Ошибка Нострадамуса - [101]

Шрифт
Интервал

— Познакомься, Булат, с моим коллегой.

Таким я себе его и представлял. Тонкость. Патрицианская отстраненность. Внутренняя сосредоточенность человека, знающего цену одиночеству.

Я попытался выразить свое восхищение «Путешествием дилетантов», пробормотав, что «эта штука посильнее „Фауста“ Гете». Он едва заметно улыбнулся. Начинался ничего не значащий разговор, неизбежный в таких случаях. Мне этого не хотелось, и я, понимая, что другой возможности не будет, почти с отчаянием сказал:

— Булат Шалвович, я недавно прочитал воспоминания Давида Шраера-Петрова. Это правда, что он там пишет про вас и про Олю?

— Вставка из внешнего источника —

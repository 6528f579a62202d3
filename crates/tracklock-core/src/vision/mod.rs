//! Vision input
//!
//! The camera driver is a collaborator behind [`VisionSource`]; this module
//! owns everything between its raw frame and the selected target.

mod observation;

pub use observation::{
    Affiliation, Detection, Identity, IdentityFilter, MountGeometry, ObservationModel,
    TargetObservation,
};

use crate::Result;

/// A camera pipeline that reports detections for the latest frame
///
/// Reads are non-blocking snapshots of the most recent frame.
pub trait VisionSource: Send + Sync {
    /// Detections in the latest frame, possibly empty
    fn detections(&self) -> Result<Vec<Detection>>;

    /// Whether the pipeline currently reports a valid target
    fn has_target(&self) -> bool {
        self.detections().map_or(false, |d| !d.is_empty())
    }
}

/// Read a frame, treating driver failure as an empty frame
///
/// An empty frame is the "no target" case the engagements already handle,
/// so the next tick is the retry. The frame is read once per call.
pub(crate) fn read_frame(source: &dyn VisionSource) -> Vec<Detection> {
    match source.detections() {
        Ok(detections) => detections,
        Err(e) => {
            tracing::warn!("vision frame unavailable: {}", e);
            Vec::new()
        }
    }
}
//! Closed-loop engagement lifecycle
//!
//! An engagement is one activation-to-termination run of a control loop.
//! The [`super::Scheduler`] drives the hooks:
//!
//! 1. `on_start()` - once, after the engagement has been granted its actuators
//! 2. `execute(dt)` - every tick while active
//! 3. `is_finished()` - polled after every successful tick
//! 4. `on_end(interrupted)` - once, on normal end, interruption, or a failed tick

use serde::{Deserialize, Serialize};

use crate::Result;

/// Actuator groups an engagement can claim
///
/// At most one engagement commands a given set at any tick.
#[derive(Debug, Clone, Copy, PartialEq, Eq, Hash, PartialOrd, Ord, Serialize, Deserialize)]
pub enum ActuatorSet {
    Drivetrain,
    /// Flywheel and hood
    Shooter,
    /// Conveyor and indexer
    Indexer,
    Intake,
}

/// A control loop the scheduler can run
pub trait Engagement: Send {
    /// Name for logging
    fn name(&self) -> &str;

    /// Actuator sets this engagement commands
    fn requirements(&self) -> &[ActuatorSet];

    /// Called once when the engagement becomes active
    fn on_start(&mut self);

    /// Called every tick while active
    fn execute(&mut self, dt: f64) -> Result<()>;

    /// Whether the engagement has completed
    fn is_finished(&self) -> bool {
        false
    }

    /// Called once when the engagement stops for any reason
    fn on_end(&mut self, interrupted: bool);

    /// Current operating phase, for logging
    fn status(&self) -> &'static str;
}
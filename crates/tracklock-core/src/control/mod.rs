//! Control loops and their scheduling

mod approach;
mod collect;
mod control_loop;
mod engagement;
mod pid;
mod readiness;
mod scheduler;
mod targeting;

pub use approach::{ApproachConfig, ApproachController, DriveCommand, RangeSetpoint, SearchBehavior};
pub use collect::{CollectEngagement, CollectEngagementBuilder, CollectState, PayloadEdge};
pub use control_loop::{TickLoop, TickLoopConfig, TickStats};
pub use engagement::{ActuatorSet, Engagement};
pub use pid::{DerivativeFilter, Pid, PidConfig, PidState};
pub use readiness::{Readiness, ReadinessConfig, ReadinessGate, SpeedModel};
pub use scheduler::{EngagementId, Scheduler};
pub use targeting::{Gates, OperatingState, ShooterEngagement, ShooterEngagementBuilder};
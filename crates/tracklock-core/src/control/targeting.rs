//! Targeting state machine
//!
//! Each tick the shooter engagement selects a target, runs the readiness gate
//! and the approach controller, and reports the first unmet condition as its
//! operating state. Firing is only issued when every predicate holds.

use std::sync::Arc;

use serde::{Deserialize, Serialize};

use super::approach::ApproachController;
use super::engagement::{ActuatorSet, Engagement};
use super::readiness::{Readiness, ReadinessGate};
use crate::config::ShooterConfig;
use crate::hardware::{AffiliationProvider, Drivetrain, Indexer, PayloadIdentity, Shooter};
use crate::vision::{self, Affiliation, ObservationModel, TargetObservation, VisionSource};
use crate::{Error, Result};

/// Operating state of a targeting engagement
#[derive(Debug, Clone, Copy, PartialEq, Eq, Hash, Serialize, Deserialize)]
pub enum OperatingState {
    NoTarget,
    Approaching,
    SettingHood,
    Spooling,
    AwaitingPayload,
    Firing,
    /// Not running
    Idle,
}

/// Predicate snapshot for one tick
#[derive(Debug, Clone, Copy, PartialEq, Eq, Default)]
pub struct Gates {
    pub has_target: bool,
    pub aligned: bool,
    pub hood: bool,
    pub flywheel: bool,
    pub payload: bool,
}

impl Gates {
    fn with_readiness(aligned: bool, readiness: Readiness) -> Self {
        Self {
            has_target: true,
            aligned,
            hood: readiness.hood,
            flywheel: readiness.flywheel,
            payload: readiness.payload,
        }
    }
}

impl OperatingState {
    /// State for a predicate snapshot: the first failing predicate, in
    /// priority order, names the state
    pub fn from_gates(gates: Gates) -> Self {
        if !gates.has_target {
            Self::NoTarget
        } else if !gates.aligned {
            Self::Approaching
        } else if !gates.hood {
            Self::SettingHood
        } else if !gates.flywheel {
            Self::Spooling
        } else if !gates.payload {
            Self::AwaitingPayload
        } else {
            Self::Firing
        }
    }

    pub fn as_str(self) -> &'static str {
        match self {
            Self::NoTarget => "no_target",
            Self::Approaching => "approaching",
            Self::SettingHood => "setting_hood",
            Self::Spooling => "spooling",
            Self::AwaitingPayload => "awaiting_payload",
            Self::Firing => "firing",
            Self::Idle => "idle",
        }
    }
}

const SHOOTER_REQUIREMENTS: [ActuatorSet; 3] = [
    ActuatorSet::Drivetrain,
    ActuatorSet::Shooter,
    ActuatorSet::Indexer,
];

/// Find, approach, align to and fire at a target
pub struct ShooterEngagement {
    model: ObservationModel,
    approach: ApproachController,
    gate: ReadinessGate,
    drivetrain: Arc<dyn Drivetrain>,
    shooter: Arc<dyn Shooter>,
    indexer: Arc<dyn Indexer>,
    vision: Arc<dyn VisionSource>,
    affiliation_source: Arc<dyn AffiliationProvider>,
    affiliation: Affiliation,
    state: OperatingState,
    last_observation: Option<TargetObservation>,
    last_range: Option<f64>,
    shots: u64,
    active: bool,
}

impl ShooterEngagement {
    pub fn builder(config: ShooterConfig) -> ShooterEngagementBuilder {
        ShooterEngagementBuilder {
            config,
            drivetrain: None,
            shooter: None,
            indexer: None,
            vision: None,
            affiliation: None,
        }
    }

    /// Operating state from the latest tick
    pub fn state(&self) -> OperatingState {
        self.state
    }

    /// Target selected on the latest tick
    pub fn observation(&self) -> Option<&TargetObservation> {
        self.last_observation.as_ref()
    }

    /// Range of the most recent target seen in this engagement
    pub fn last_range(&self) -> Option<f64> {
        self.last_range
    }

    /// Fire actions issued in this engagement
    pub fn shots(&self) -> u64 {
        self.shots
    }

    /// Affiliation cached at the start of the engagement
    pub fn affiliation(&self) -> Affiliation {
        self.affiliation
    }

    pub fn approach(&self) -> &ApproachController {
        &self.approach
    }

    fn set_state(&mut self, state: OperatingState) {
        if state != self.state {
            tracing::debug!("shooter: {} -> {}", self.state.as_str(), state.as_str());
            self.state = state;
        }
    }

    fn track(&mut self, observation: TargetObservation, dt: f64) -> Result<OperatingState> {
        let range = observation.range_estimate;
        self.last_range = Some(range);

        let readiness = self
            .gate
            .evaluate(self.shooter.as_ref(), self.indexer.as_ref(), range);
        let accurate = self.indexer.payload_identity() != PayloadIdentity::Foe;
        let aligned = self
            .approach
            .step(self.drivetrain.as_ref(), Some(&observation), accurate, dt);

        let state = OperatingState::from_gates(Gates::with_readiness(aligned, readiness));
        if state == OperatingState::Firing {
            self.set_state(state);
            self.indexer.advance_one_payload()?;
            self.shots += 1;
            tracing::info!("shooter: fired at range {:.1} (shot {})", range, self.shots);
        }
        Ok(state)
    }
}

impl Engagement for ShooterEngagement {
    fn name(&self) -> &str {
        "shooter"
    }

    fn requirements(&self) -> &[ActuatorSet] {
        &SHOOTER_REQUIREMENTS
    }

    fn on_start(&mut self) {
        self.affiliation = self.affiliation_source.affiliation();
        self.approach.begin();
        self.last_observation = None;
        self.last_range = None;
        self.shots = 0;
        self.state = OperatingState::Idle;
        self.active = true;
        tracing::info!("shooter: engaged as {:?}", self.affiliation);
    }

    fn execute(&mut self, dt: f64) -> Result<()> {
        let frame = vision::read_frame(self.vision.as_ref());
        let observation = self.model.select(&frame, self.affiliation);
        self.last_observation = observation;

        let state = match observation {
            Some(observation) => self.track(observation, dt)?,
            None => {
                self.shooter.set_target_speed(self.gate.idle_speed());
                self.approach.search(self.drivetrain.as_ref());
                OperatingState::NoTarget
            }
        };
        self.set_state(state);
        Ok(())
    }

    fn is_finished(&self) -> bool {
        !self.indexer.payload_in_feed_path()
    }

    fn on_end(&mut self, interrupted: bool) {
        self.drivetrain.stop();
        self.shooter.stop();
        let released = self.approach.release();
        self.set_state(OperatingState::Idle);
        self.active = false;
        if released {
            tracing::info!(
                "shooter: ended{} after {} shots",
                if interrupted { " (interrupted)" } else { "" },
                self.shots
            );
        }
    }

    fn status(&self) -> &'static str {
        self.state.as_str()
    }
}

impl Drop for ShooterEngagement {
    fn drop(&mut self) {
        if self.active {
            self.on_end(true);
        }
    }
}

/// Builder that refuses to produce an engagement with missing collaborators
pub struct ShooterEngagementBuilder {
    config: ShooterConfig,
    drivetrain: Option<Arc<dyn Drivetrain>>,
    shooter: Option<Arc<dyn Shooter>>,
    indexer: Option<Arc<dyn Indexer>>,
    vision: Option<Arc<dyn VisionSource>>,
    affiliation: Option<Arc<dyn AffiliationProvider>>,
}

impl ShooterEngagementBuilder {
    pub fn drivetrain(mut self, drivetrain: Arc<dyn Drivetrain>) -> Self {
        self.drivetrain = Some(drivetrain);
        self
    }

    pub fn shooter(mut self, shooter: Arc<dyn Shooter>) -> Self {
        self.shooter = Some(shooter);
        self
    }

    pub fn indexer(mut self, indexer: Arc<dyn Indexer>) -> Self {
        self.indexer = Some(indexer);
        self
    }

    pub fn vision(mut self, vision: Arc<dyn VisionSource>) -> Self {
        self.vision = Some(vision);
        self
    }

    pub fn affiliation(mut self, affiliation: Arc<dyn AffiliationProvider>) -> Self {
        self.affiliation = Some(affiliation);
        self
    }

    pub fn build(self) -> Result<ShooterEngagement> {
        self.config.validate()?;
        let affiliation_source = self
            .affiliation
            .ok_or(Error::MissingCollaborator("affiliation"))?;
        let affiliation = affiliation_source.affiliation();

        Ok(ShooterEngagement {
            model: ObservationModel::new(self.config.mount, self.config.target_filter),
            approach: ApproachController::new(self.config.approach),
            gate: ReadinessGate::new(self.config.readiness),
            drivetrain: self
                .drivetrain
                .ok_or(Error::MissingCollaborator("drivetrain"))?,
            shooter: self.shooter.ok_or(Error::MissingCollaborator("shooter"))?,
            indexer: self.indexer.ok_or(Error::MissingCollaborator("indexer"))?,
            vision: self.vision.ok_or(Error::MissingCollaborator("vision"))?,
            affiliation_source,
            affiliation,
            state: OperatingState::Idle,
            last_observation: None,
            last_range: None,
            shots: 0,
            active: false,
        })
    }
}
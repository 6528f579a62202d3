//! End-to-end engagement scenarios driven through the scheduler

use std::sync::Arc;
use std::time::Duration;

use tracklock_core::control::{
    ActuatorSet, CollectEngagement, ReadinessConfig, Scheduler, SpeedModel, TickLoop,
    TickLoopConfig,
};
use tracklock_core::hardware::PayloadIdentity;
use tracklock_core::sim::{MockDrivetrain, MockIndexer, MockIntake, MockShooter, MockVision};
use tracklock_core::vision::{Detection, MountGeometry};
use tracklock_core::{Affiliation, CollectConfig, Error, ShooterConfig, ShooterEngagement};

const DT: f64 = 0.02;

fn init_tracing() {
    let _ = tracing_subscriber::fmt().with_test_writer().try_init();
}

struct Robot {
    drive: Arc<MockDrivetrain>,
    shooter: Arc<MockShooter>,
    indexer: Arc<MockIndexer>,
    intake: Arc<MockIntake>,
    goal_camera: Arc<MockVision>,
    object_camera: Arc<MockVision>,
}

impl Robot {
    fn new() -> Self {
        Self {
            drive: Arc::new(MockDrivetrain::new()),
            shooter: Arc::new(MockShooter::new()),
            indexer: Arc::new(MockIndexer::new()),
            intake: Arc::new(MockIntake::new()),
            goal_camera: Arc::new(MockVision::new()),
            object_camera: Arc::new(MockVision::new()),
        }
    }

    // Range 100 at a vertical offset of 10 degrees; hood wanted up below 120
    fn shooter(&self) -> ShooterEngagement {
        let config = ShooterConfig::default()
            .with_mount(MountGeometry {
                mount_height: 0.0,
                mount_angle_deg: 35.0,
                target_height: 100.0,
                calibration_offset: 0.0,
                invert_vertical_offset: false,
            })
            .with_readiness(ReadinessConfig {
                hood_threshold: 120.0,
                hood_overlap: 5.0,
                speed_model: SpeedModel {
                    hood_up: [0.0, 0.0, 0.0, 3000.0],
                    ..Default::default()
                },
                ..Default::default()
            });

        ShooterEngagement::builder(config)
            .drivetrain(self.drive.clone())
            .shooter(self.shooter.clone())
            .indexer(self.indexer.clone())
            .vision(self.goal_camera.clone())
            .affiliation(Arc::new(Affiliation::Red))
            .build()
            .unwrap()
    }

    fn collect(&self, config: CollectConfig) -> CollectEngagement {
        CollectEngagement::builder(config)
            .drivetrain(self.drive.clone())
            .intake(self.intake.clone())
            .indexer(self.indexer.clone())
            .vision(self.object_camera.clone())
            .affiliation(Arc::new(Affiliation::Red))
            .build()
            .unwrap()
    }
}

#[test]
fn shooter_walks_every_gate_then_fires() {
    init_tracing();
    let robot = Robot::new();
    robot.indexer.set_feed_path(true);

    let mut scheduler = Scheduler::new();
    let id = scheduler.schedule(robot.shooter());

    // Target off to the right: turn first
    robot.goal_camera.set_frame(vec![Detection::new(0.0, 10.0, 10.0)]);
    scheduler.run_tick(DT).unwrap();
    assert_eq!(scheduler.status(id), Some("approaching"));
    let (left, right) = robot.drive.powers();
    assert!(left > 0.0 && right < 0.0);

    // Centered, but the heading error is still changing
    robot.goal_camera.set_frame(vec![Detection::new(0.0, 0.0, 10.0)]);
    scheduler.run_tick(DT).unwrap();
    assert_eq!(scheduler.status(id), Some("approaching"));

    scheduler.run_tick(DT).unwrap();
    assert_eq!(scheduler.status(id), Some("setting_hood"));
    assert_eq!(robot.shooter.hood_commands().last(), Some(&true));

    robot.shooter.set_hood_reported(true);
    scheduler.run_tick(DT).unwrap();
    assert_eq!(scheduler.status(id), Some("spooling"));
    assert_eq!(robot.shooter.target_speed(), 3000.0);

    robot.shooter.set_measured_speed(3001.0);
    scheduler.run_tick(DT).unwrap();
    assert_eq!(scheduler.status(id), Some("awaiting_payload"));
    assert_eq!(robot.indexer.advances(), 0);

    robot.indexer.set_loaded(true, PayloadIdentity::Friend);
    scheduler.run_tick(DT).unwrap();
    assert_eq!(scheduler.status(id), Some("firing"));
    assert_eq!(robot.indexer.advances(), 1);

    // Fired payload left the indexer empty
    scheduler.run_tick(DT).unwrap();
    assert_eq!(scheduler.status(id), Some("awaiting_payload"));
    assert_eq!(robot.indexer.advances(), 1);

    robot.indexer.set_feed_path(false);
    scheduler.run_tick(DT).unwrap();
    assert!(!scheduler.is_scheduled(id));
    assert!(robot.drive.is_stopped());
    assert!(robot.shooter.is_stopped());
}

#[test]
fn shooter_searches_while_target_absent() {
    init_tracing();
    let robot = Robot::new();
    robot.indexer.set_feed_path(true);

    let mut scheduler = Scheduler::new();
    let id = scheduler.schedule(robot.shooter());

    for _ in 0..3 {
        scheduler.run_tick(DT).unwrap();
        assert_eq!(scheduler.status(id), Some("no_target"));
        assert_eq!(robot.drive.powers(), (0.5, -0.5));
    }
    assert_eq!(robot.drive.history(), vec![(0.5, -0.5); 3]);
}

#[test]
fn vision_failure_is_treated_as_no_target() {
    init_tracing();
    let robot = Robot::new();
    robot.indexer.set_feed_path(true);
    robot.goal_camera.set_frame(vec![Detection::new(0.0, 0.0, 10.0)]);
    robot.goal_camera.set_failing(true);

    let mut scheduler = Scheduler::new();
    let id = scheduler.schedule(robot.shooter());
    scheduler.run_tick(DT).unwrap();
    assert_eq!(scheduler.status(id), Some("no_target"));
}

#[test]
fn shooter_preempts_collect() {
    init_tracing();
    let robot = Robot::new();
    robot.indexer.set_feed_path(true);
    robot.object_camera.set_frame(vec![Detection::new(0.0, 0.0, 0.0)]);

    let mut scheduler = Scheduler::new();
    let collect = scheduler.schedule(robot.collect(CollectConfig::default()));
    scheduler.run_tick(DT).unwrap();
    assert!(robot.intake.roller_speed() > 0.0);

    let shooter = scheduler.schedule(robot.shooter());
    assert!(!scheduler.is_scheduled(collect));
    assert!(robot.intake.is_stopped());
    assert_eq!(scheduler.owner(ActuatorSet::Drivetrain), Some(shooter));
    assert_eq!(scheduler.owner(ActuatorSet::Intake), None);
}

#[test]
fn jammed_indexer_ends_shooter_and_releases() {
    init_tracing();
    let robot = Robot::new();
    robot.goal_camera.set_frame(vec![Detection::new(0.0, 0.0, 10.0)]);
    robot.shooter.set_hood_reported(true);
    robot.shooter.set_measured_speed(3000.0);
    robot.indexer.set_loaded(true, PayloadIdentity::Friend);
    robot.indexer.set_jammed(true);

    let mut scheduler = Scheduler::new();
    let id = scheduler.schedule(robot.shooter());

    let result = scheduler.run_tick(DT);
    assert!(matches!(result, Err(Error::Hardware(_))));
    assert!(!scheduler.is_scheduled(id));
    assert!(scheduler.is_empty());
    assert!(robot.drive.is_stopped());
    assert!(robot.shooter.is_stopped());
}

#[test]
fn dropped_scheduler_stops_actuators() {
    init_tracing();
    let robot = Robot::new();
    robot.object_camera.set_frame(vec![Detection::new(0.0, 0.0, 0.0)]);
    {
        let mut scheduler = Scheduler::new();
        scheduler.schedule(robot.collect(CollectConfig::default()));
        scheduler.run_tick(DT).unwrap();
        assert!(!robot.drive.is_stopped());
    }
    assert!(robot.drive.is_stopped());
    assert!(robot.intake.is_stopped());
}

#[test]
fn tick_loop_runs_collect_to_absence_timeout() {
    init_tracing();
    let robot = Robot::new();
    let mut scheduler = Scheduler::new();
    scheduler.schedule(robot.collect(CollectConfig::default().with_absence_timeout(0.05)));

    let config = TickLoopConfig::new(200.0).with_name("collect");
    let stats = TickLoop::run_for(config, &mut scheduler, Duration::from_secs(2)).unwrap();

    assert!(scheduler.is_empty());
    assert!(stats.ticks > 0);
    assert!(robot.intake.is_stopped());
}
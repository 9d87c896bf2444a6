//! EM: MSB-first framing overall, but each byte's bits arrive LSB-first on
//! the wire and are un-reversed on the way in (`obi`-th received bit lands at
//! output position `7-obi`); every byte is followed by an in-band stop bit
//! that must read 1.

use crate::analyzers::BitReader;
use crate::bucket::{Bucket, State};
use crate::checksum::xor_all;
use crate::frame::{DataType, Frame};

const EM_BYTES: usize = 9;

pub(crate) fn decode(bucket: &Bucket) -> Option<Frame> {
	if bucket.state != State::Collect {
		return None;
	}
	let mut reader = BitReader::new(bucket);
	let mut bytes = [0u8; EM_BYTES];

	for byte in bytes.iter_mut() {
		let mut v = 0u8;
		for obi in 0..8u8 {
			let bit = reader.next_bit()?;
			v |= bit << (7 - obi);
		}
		let stop = reader.next_bit()?;
		if stop != 1 {
			return None;
		}
		*byte = v;
	}
	if reader.remaining() != 0 {
		return None;
	}
	if xor_all(&bytes[..8]) != bytes[8] {
		return None;
	}

	let mut f = Frame::new(DataType::Em);
	for &b in &bytes {
		f.push(b);
	}
	Some(f)
}
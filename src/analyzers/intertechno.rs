//! Intertechno V1 (fixed-code) and V3 (rolling/dimmer) analyzers. Both are
//! gated purely on bucket state and write cursor; their bytes are already
//! fully decoded bits by the time the demodulator hands the bucket off, so
//! there is no checksum here to validate, just a length check.

use crate::bucket::{Bucket, State};
use crate::frame::{DataType, Frame};

/// V1: exactly 3 complete bytes (24 bits), no partial byte in progress.
pub(crate) fn decode_v1(bucket: &Bucket) -> Option<Frame> {
	if bucket.state != State::It || !(bucket.byte_idx == 3 && bucket.bit_idx == 7) {
		return None;
	}
	let mut f = Frame::new(DataType::It);
	for &b in &bucket.data[..3] {
		f.push(b);
	}
	Some(f)
}

/// V3: exactly 8 complete bytes (64 bits).
pub(crate) fn decode_v3(bucket: &Bucket) -> Option<Frame> {
	if bucket.state != State::ItV3 || !(bucket.byte_idx == 8 && bucket.bit_idx == 7) {
		return None;
	}
	let mut f = Frame::new(DataType::ItV3);
	for &b in &bucket.data[..8] {
		f.push(b);
	}
	Some(f)
}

Он удивленно взглянул на меня — и засмеялся:

— Правда лишь то, что я отбил у него бабу. Давид мне этого до сих пор простить не может.

С холодной отрешенностью, появляющейся только с годами, когда смотришь на себя прежнего так, словно речь идет о чужом далеком человеке, написал Давид о своей любви к черноволосой баскетболистке Оле, ставшей его невестой. Потом Давид должен был куда-то уехать на несколько месяцев, а когда вернулся, то узнал, что его Олю соблазнил на пьяной вечеринке щеголеватый грузин с усиками. Звали его Булат Окуджава, и он уже был известен в узких кругах как исполнитель собственных песен под гитару.

Давида поразило, что Оля отнеслась к его возвращению, как Брут к призраку, возникшему перед ним при Фермопилах.

Считая, что зло должно быть наказано, Давид сунул за пояс нож и пошел к соблазнителю, но, встретив его взгляд — спокойный, с легким оттенком сожаления, — заколебался.

— Не буду тебя отговаривать, — сказал Булат. — Решил, так делай. Прошу только об одном: приходи сегодня вечером на мой концерт. А там поступай, как знаешь…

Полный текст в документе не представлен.